If a pregnant woman has mumps in the first 12 to 16 weeks of pregnancy, there are increased possibilities of miscarriage.

Rarer mumps complications include encephalitis and hearing loss. Encephalitis is when the brain becomes swollen leading to neurological issues. In certain cases, it can be lethal. There is a rare risk factor here; this complication impacts one in over 6000 cases. Hearing loss is the rarest complication impacting one in 15,000 cases.


Mumps treatmentMumps treatment is mainly carried out for symptom relief. Doctors advise mumps patients to drink a lot of liquids and eat well. The diet needs to be light. Pain relief medications other than aspirin may be used for giving comfort. For many children, the gland’s swelling goes away in a period of 7 days. A child with mumps should not come to school or daycare for a period of 9 days after the salivary gland swelling.

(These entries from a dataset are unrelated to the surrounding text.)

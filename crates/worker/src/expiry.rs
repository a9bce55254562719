//! Expiry warning sweep
//!
//! Runs daily. For each configured threshold (days before expiry) it
//! selects the active cycles whose period ends inside the one-day window
//! `[now + threshold, now + threshold + 1 day)` and sends the mentor a
//! renewal reminder. The `sent_notifications` UNIQUE key guarantees at
//! most one reminder per (cycle, threshold), even across overlapping or
//! retried runs.

use mentorsub_billing::{
    Ledger, NotificationLog, Notifier, StripeClient, NOTIFICATION_TYPE_EXPIRY,
};
use sqlx::PgPool;
use time::{Duration, OffsetDateTime};
use tracing::{error, info};

/// Default reminder thresholds in days before period end.
pub const DEFAULT_WARNING_DAYS: [i32; 3] = [7, 3, 1];

/// Totals for one sweep run.
#[derive(Debug, Default, Clone)]
pub struct ExpirySummary {
    pub candidates: usize,
    pub sent: usize,
    pub already_sent: usize,
    pub failed: usize,
}

/// Daily expiry reminder sweep.
#[derive(Clone)]
pub struct ExpiryNotifier {
    ledger: Ledger,
    notifier: Notifier,
    log: NotificationLog,
    warning_days: Vec<i32>,
}

impl ExpiryNotifier {
    pub fn new(stripe: StripeClient, pool: PgPool, warning_days: Vec<i32>) -> Self {
        let ledger = Ledger::new(stripe, pool.clone());
        let notifier = Notifier::from_env();
        let log = NotificationLog::new(pool);
        Self {
            ledger,
            notifier,
            log,
            warning_days,
        }
    }

    /// Thresholds from the `EXPIRY_WARNING_DAYS` env var (comma-separated),
    /// falling back to 7/3/1.
    pub fn warning_days_from_env() -> Vec<i32> {
        std::env::var("EXPIRY_WARNING_DAYS")
            .ok()
            .map(|raw| {
                raw.split(',')
                    .filter_map(|s| s.trim().parse().ok())
                    .collect::<Vec<i32>>()
            })
            .filter(|days| !days.is_empty())
            .unwrap_or_else(|| DEFAULT_WARNING_DAYS.to_vec())
    }

    /// Sweep all thresholds once.
    pub async fn run(&self) -> ExpirySummary {
        let mut summary = ExpirySummary::default();
        let now = OffsetDateTime::now_utc();

        for &days in &self.warning_days {
            let (window_start, window_end) = warning_window(now, days);

            let cycles = match self
                .ledger
                .active_cycles_ending_in(window_start, window_end)
                .await
            {
                Ok(cycles) => cycles,
                Err(e) => {
                    error!(days_before = days, error = %e, "Failed to load expiring cycles");
                    continue;
                }
            };

            summary.candidates += cycles.len();

            for cycle in cycles {
                match self.remind(cycle.id, cycle.mentor_id, days).await {
                    Ok(true) => summary.sent += 1,
                    Ok(false) => summary.already_sent += 1,
                    Err(e) => {
                        error!(
                            cycle_id = %cycle.id,
                            days_before = days,
                            error = %e,
                            "Failed to send expiry reminder"
                        );
                        summary.failed += 1;
                    }
                }
            }
        }

        info!(
            candidates = summary.candidates,
            sent = summary.sent,
            already_sent = summary.already_sent,
            failed = summary.failed,
            "Expiry warning sweep complete"
        );

        summary
    }

    /// Send one reminder unless the (cycle, threshold) pair was already
    /// served. Delivery failures are not recorded, so the next run
    /// retries them.
    async fn remind(
        &self,
        cycle_id: uuid::Uuid,
        mentor_id: uuid::Uuid,
        days_before: i32,
    ) -> mentorsub_billing::BillingResult<bool> {
        if self
            .log
            .already_sent(cycle_id, NOTIFICATION_TYPE_EXPIRY, days_before)
            .await?
        {
            return Ok(false);
        }

        let delivered = self
            .notifier
            .send_expiry_warning(mentor_id, days_before)
            .await?;

        if !delivered {
            return Err(mentorsub_billing::BillingError::NotificationFailed(format!(
                "expiry reminder for cycle {cycle_id}"
            )));
        }

        self.log
            .record_sent(cycle_id, NOTIFICATION_TYPE_EXPIRY, days_before)
            .await?;

        Ok(true)
    }
}

/// The one-day window `[now + days, now + days + 1 day)`.
fn warning_window(now: OffsetDateTime, days_before: i32) -> (OffsetDateTime, OffsetDateTime) {
    let start = now + Duration::days(days_before as i64);
    (start, start + Duration::days(1))
}
//! Stripe webhook handling
//!
//! Verifies, deduplicates and dispatches Stripe lifecycle events onto the
//! cycle ledger. Every handler is idempotent against redelivery: each one
//! is a conditional update or an existence check against current local
//! state, never a blind overwrite, so duplicate delivery, short-window
//! reordering and concurrent redelivery cannot corrupt the ledger.

use hmac::{Hmac, Mac};
use sha2::Sha256;
use sqlx::PgPool;
use stripe::{
    CheckoutSession, Event, EventObject, EventType, Invoice, Subscription, SubscriptionId, Webhook,
};
use time::OffsetDateTime;
use uuid::Uuid;

use crate::client::StripeClient;
use crate::error::{BillingError, BillingResult};
use crate::ledger::{Ledger, NewCycle};
use crate::pricing::PricingResolver;

type HmacSha256 = Hmac<Sha256>;

/// Webhook handler for Stripe events
pub struct WebhookHandler {
    stripe: StripeClient,
    pool: PgPool,
    ledger: Ledger,
    pricing: PricingResolver,
}
//! Subscription cycle ledger
//!
//! One immutable record per billing cycle. A cycle's price and seat-limit
//! snapshots never change after insert; only `status`,
//! `cancel_at_period_end`, `cancelled_at`, `stripe_invoice_id` and
//! `updated_at` may move. Renewal supersedes the previous cycle and
//! inserts the next one in a single transaction; expiry flips the cycle
//! and deactivates every seat in a single transaction, with course
//! unenrolment running after commit.

use mentorsub_shared::{BillingPeriod, CycleStatus};
use sqlx::PgPool;
use stripe::{CancelSubscription, Subscription, SubscriptionId, UpdateSubscription};
use time::OffsetDateTime;
use tokio_retry::strategy::{jitter, ExponentialBackoff};
use tokio_retry::Retry;
use uuid::Uuid;

use crate::client::StripeClient;
use crate::enrolment::EnrolmentSync;
use crate::error::{BillingError, BillingResult};
use crate::events::{ActorType, BillingEventBuilder, BillingEventLogger, BillingEventType};

/// One billing-cycle row from the ledger.
#[derive(Debug, Clone, serde::Serialize, sqlx::FromRow)]
pub struct Cycle {
    pub id: Uuid,
    pub mentor_id: Uuid,
    pub plan_id: Uuid,
    pub override_id: Option<Uuid>,
    pub billed_price_cents: i64,
    pub billed_seat_limit: i32,
    #[sqlx(try_from = "String")]
    pub billing_period: BillingPeriod,
    #[sqlx(try_from = "String")]
    pub status: CycleStatus,
    pub stripe_subscription_id: String,
    pub stripe_customer_id: String,
    pub stripe_invoice_id: Option<String>,
    pub stripe_price_id: String,
    pub period_start: OffsetDateTime,
    pub period_end: OffsetDateTime,
    pub cancel_at_period_end: bool,
    pub cancelled_at: Option<OffsetDateTime>,
    pub created_at: OffsetDateTime,
    pub updated_at: OffsetDateTime,
}

/// Snapshot data for a new cycle row, produced at checkout completion or
/// renewal from resolved pricing plus the Stripe objects.
#[derive(Debug, Clone)]
pub struct NewCycle {
    pub mentor_id: Uuid,
    pub plan_id: Uuid,
    pub override_id: Option<Uuid>,
    pub billed_price_cents: i64,
    pub billed_seat_limit: i32,
    pub billing_period: BillingPeriod,
    pub stripe_subscription_id: String,
    pub stripe_customer_id: String,
    pub stripe_invoice_id: Option<String>,
    pub stripe_price_id: String,
    pub period_start: OffsetDateTime,
    pub period_end: OffsetDateTime,
}

/// The subscription cycle store.
#[derive(Clone)]
pub struct Ledger {
    pool: PgPool,
    stripe: StripeClient,
    enrolment: EnrolmentSync,
    event_logger: BillingEventLogger,
}
//! Billing error types

use thiserror::Error;
use uuid::Uuid;

/// Billing-specific errors
///
/// Capacity denials are deliberately NOT errors: they are expected
/// business outcomes returned as typed values from the seat manager.
#[derive(Debug, Error)]
pub enum BillingError {
    #[error("Stripe API error: {0}")]
    StripeApi(String),

    #[error("Plan not found: {0}")]
    PlanNotFound(Uuid),

    #[error("Subscription cycle not found: {0}")]
    CycleNotFound(Uuid),

    #[error("No subscription cycle for Stripe subscription: {0}")]
    UnknownStripeSubscription(String),

    #[error("Cycle {0} has no Stripe subscription id")]
    NoStripeSubscription(Uuid),

    #[error("Cycle {0} is not paused")]
    NotPaused(Uuid),

    #[error("Webhook signature verification failed")]
    WebhookSignatureInvalid,

    #[error("Webhook event type not supported: {0}")]
    WebhookEventNotSupported(String),

    #[error("Missing required metadata: {0}")]
    MissingMetadata(String),

    #[error("Notification delivery failed: {0}")]
    NotificationFailed(String),

    #[error("Database error: {0}")]
    Database(String),

    #[error("Configuration error: {0}")]
    Config(String),

    #[error("Invalid input: {0}")]
    InvalidInput(String),

    #[error("Internal error: {0}")]
    Internal(String),
}

impl From<stripe::StripeError> for BillingError {
    fn from(err: stripe::StripeError) -> Self {
        BillingError::StripeApi(err.to_string())
    }
}

impl From<sqlx::Error> for BillingError {
    fn from(err: sqlx::Error) -> Self {
        BillingError::Database(err.to_string())
    }
}

pub type BillingResult<T> = Result<T, BillingError>;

Mumps can be treated through OTC pain relievers for countering inflammation and fever. The child should be well hydrated so that he or she can also drink liquids. Nowadays, there exists a combined vaccine called MMR or measles, mumps and rubella which is used for immunizing kids against the disease.
Most kids recover without serious mumps complications.

While mumps infection during the first 3 months of pregnancy increases the rate of spontaneous abortion, there is no evidence it raises the risk of birth defects. The rare complications include arthritis, inflammation of the heart, deafness, encephalitis, meningitis, and pancreatitis. Mumps is a highly contagious viral infection. It has an incubation period of 14 to 18 days from exposure to onset of the symptoms. The disease duration is 7 to 10 days.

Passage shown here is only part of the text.